Filme aus China und von spanisch-sprachigen Regisseuren beherrschten die zweite Hälfte des Bärenrennens. Nachdem der Wettbewerb um den Goldenen und die Silbernen Bären zu Beginn auf Kino aus Hollywood und Deutschland gesetzt hatte, öffnete sich der Blick in der zweiten Berlinale-Hälfte. Filmnationen aus ferneren Kontinenten stellten sich vor, hierzulande weniger bekannte Regisseure aus Asien und Lateinamerika wandelten über den roten Teppich.

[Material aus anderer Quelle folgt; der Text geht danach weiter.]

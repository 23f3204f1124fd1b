//! Copying a results directory out of the harness scratch area.

use std::path::{Path, PathBuf};

use tracing::info;

use crate::error::{HarnessError, Result};
use crate::runner::TestResults;

/// Copy the results tree into `dest` (created if needed). Returns the
/// number of files copied. A run that produced no results directory
/// exports nothing and is not an error.
pub fn export_results(results: &TestResults, dest: &Path) -> Result<usize> {
    let export_err = |source| HarnessError::Export {
        path: dest.to_path_buf(),
        source,
    };

    std::fs::create_dir_all(dest).map_err(export_err)?;
    let source = results.results_dir.path();
    if !source.is_dir() {
        return Ok(0);
    }

    let mut copied = 0;
    copy_tree(source, dest, &mut copied).map_err(export_err)?;
    info!(files = copied, dest = ?dest, "Exported test results");
    Ok(copied)
}

fn copy_tree(src: &Path, dst: &Path, copied: &mut usize) -> std::io::Result<()> {
    for entry in std::fs::read_dir(src)? {
        let entry = entry?;
        let path = entry.path();
        let target = dst.join(entry.file_name());
        if path.is_dir() {
            std::fs::create_dir_all(&target)?;
            copy_tree(&path, &target, copied)?;
        } else {
            std::fs::copy(&path, &target)?;
            *copied += 1;
        }
    }
    Ok(())
}

/// Files under `dir`, relative to it, sorted. Empty if `dir` is absent.
pub fn list_result_files(dir: &Path) -> std::io::Result<Vec<PathBuf>> {
    let mut files = Vec::new();
    if dir.is_dir() {
        collect(dir, dir, &mut files)?;
    }
    files.sort();
    Ok(files)
}

fn collect(root: &Path, dir: &Path, files: &mut Vec<PathBuf>) -> std::io::Result<()> {
    for entry in std::fs::read_dir(dir)? {
        let path = entry?.path();
        if path.is_dir() {
            collect(root, &path, files)?;
        } else {
            files.push(path.strip_prefix(root).unwrap_or(&path).to_path_buf());
        }
    }
    Ok(())
}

"Spiel mir das Lied vom Tod" auf Chinesisch

Als wäre der Altmeister des italienischen Italowestern Sergio Leone aus dem Grab auferstanden - so präsentierte sich der chinesische Beitrag "Wu Ren Qu" ("No Man's Land"). Einen Anwalt aus der Stadt verschlägt es in die Weite chinesischer Wüstenlandschaften, wo er sich mit schmierigen Gangstern aus der Unterwelt auseinanderzusetzen hat. Panoramalandschaften und pompöse Musik, Gewaltexzesse und immer wieder überraschende Wendungen in der Handlung: Regisseur Ning Hao lehnt sich ganz bewußt an Italo-Western-Vorbilder an.

Auch Ning Haos Landsmann Lou Ye spielt mit Genremustern, doch setzt er diese wesentlich behutsamer ein. In "Tui Na" ("Blind Massage") geht es um die Bewohner eines Blindenheims, die ihr Geld als Masseure verdienen. Dezente Anspielungen auf den Wandel innerhalb der modernen chinesischen Gesellschaft und der Versuch, sich ernsthaft in die Welt blinder Menschen hineinzuversetzen, machen "Tui Na" zumindest zu einem akzeptablen Wettbewerbsbeitrag.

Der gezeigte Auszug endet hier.